3. La gestion du temps d'attente

Il serait utile que ce temps mort soit mis à profit.

  1. Tout d'abord le manoeuvre chargé de l'accueil, s'il sait écrire, pourrait fournir et vendre le carnet à ceux qui n'en ont pas ; ou demander celui de ceux qui en ont un déjà. Le carnet de santé, en tant que support d'information est un outil indispensable s'il est bien rempli et consulté. L'accueillant aura à noter la date de consultation et la plainte.
  2. Ensuite, il pourrait prendre la température, mais est-ce bien utile ? De plus, les thermomètres sont coûteux, se cassent facilement (d'où pollution terrestre par le mercure) et il existe un risque théorique de contamination par le virus de l'hépatite B.
  3. En revanche, la pesée systématique des enfants malades s'avère bien plus rentable. En effet, le dépistage des malnutritions protéino-caloriques est primordial. La pesée des enfants malades permet de dépister les enfants malnutris qui ne vont pas à la consultation de PMI, ce d'autant si le trouble nutritionnel est débutant. Elle est indispensable dans la surveillance de la diarrhée.
  4. Autre façon d'occuper le temps d'attente: si les effectifs en personnel le permettent, quelqu'un de l'équipe pourrait animer une petite causerie éducative (hygiène de l'eau, accidents de la voie publique ou domestiques, etc.) pendant un quart d'heure en retrait du dispensaire. Cela aussi implique une réunion d'organisation de tous avec le médecin coordinateur.

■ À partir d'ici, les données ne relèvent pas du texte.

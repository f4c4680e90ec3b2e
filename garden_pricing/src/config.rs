//! Engine and server configuration.
//!
//! Pricing tables are loaded from a JSON file.  Every field has a
//! default, so a partial file only overrides what it names and a
//! missing file yields the published rates.  Server settings come from
//! environment variables.

use crate::credits::CreditsPolicy;
use crate::duration::{default_tiers, DurationTier};
use crate::food::FoodPolicy;
use crate::seasons::SeasonTableConfig;
use crate::vat::DEFAULT_VAT_RATE;
use anyhow::{Context, Result};
use serde::{Deserialize, Serialize};
use std::path::{Path, PathBuf};

pub const CONFIG_PATH_VAR: &str = "GARDEN_PRICING_CONFIG";
pub const BIND_ADDR_VAR: &str = "GARDEN_BIND_ADDR";
pub const DEFAULT_BIND_ADDR: &str = "127.0.0.1:3000";

#[derive(Debug, Clone, PartialEq, Serialize, Deserialize)]
#[serde(default)]
pub struct PricingConfig {
    pub vat_rate: f64,
    pub duration_discounts: Vec<DurationTier>,
    pub seasons: SeasonTableConfig,
    pub food: FoodPolicy,
    pub credits: CreditsPolicy,
}

impl Default for PricingConfig {
    fn default() -> Self {
        Self {
            vat_rate: DEFAULT_VAT_RATE,
            duration_discounts: default_tiers(),
            seasons: SeasonTableConfig::default(),
            food: FoodPolicy::default(),
            credits: CreditsPolicy::default(),
        }
    }
}

impl PricingConfig {
    /// Load pricing configuration from `path`.  A missing file is not
    /// an error; the defaults are used instead.
    pub fn load(path: &Path) -> Result<Self> {
        if !path.is_file() {
            tracing::warn!(path = %path.display(), "pricing config not found, using defaults");
            return Ok(Self::default());
        }
        let data = std::fs::read_to_string(path)
            .with_context(|| format!("reading pricing config {}", path.display()))?;
        let config = serde_json::from_str(&data)
            .with_context(|| format!("parsing pricing config {}", path.display()))?;
        tracing::info!(path = %path.display(), "loaded pricing config");
        Ok(config)
    }
}

/// Where the server binds and where it reads its pricing tables.
#[derive(Debug, Clone, PartialEq)]
pub struct ServerSettings {
    pub bind_addr: String,
    pub config_path: PathBuf,
}

impl ServerSettings {
    pub fn from_env() -> Self {
        Self {
            bind_addr: std::env::var(BIND_ADDR_VAR).unwrap_or_else(|_| DEFAULT_BIND_ADDR.to_string()),
            config_path: PathBuf::from(
                std::env::var(CONFIG_PATH_VAR).unwrap_or_else(|_| "config/pricing.json".to_string()),
            ),
        }
    }
}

4. La circulation des patients

L'idéal serait que les malades et leurs accompagnants se déplacent d'un poste au suivant, en séquence linéaire, sans que ne se produisent des embouteillages. En théorie, cela serait : " entrée > accueil > consultation > pansements > piqûres > médicaments > sortie ", sans que le patient fasse des va-et-vient ou stationne trop longtemps au poste de soins ou à la pharmacie. Cela dépend du nombre d'agents sanitaires dans le centre ; et là aussi, une réunion d'organisation et de définition des tâches de chacun s'impose.

Conclusion

L'accueil des malades n'est pas que politesse ou gentillesse, mais en grande partie, écouter et organiser l'attente, le confort de ceux qui patientent et la discrétion des consultations. Un accueil agréable fera beaucoup pour la qualité et la réputation du centre médical. Certes, toutes les propositions précédentes ne sont pas des recommandations, mais nous souhaitons que cet article sensibilise à la notion d'accueil et surtout vous invite à réfléchir à votre propre accueil dans votre lieu de travail.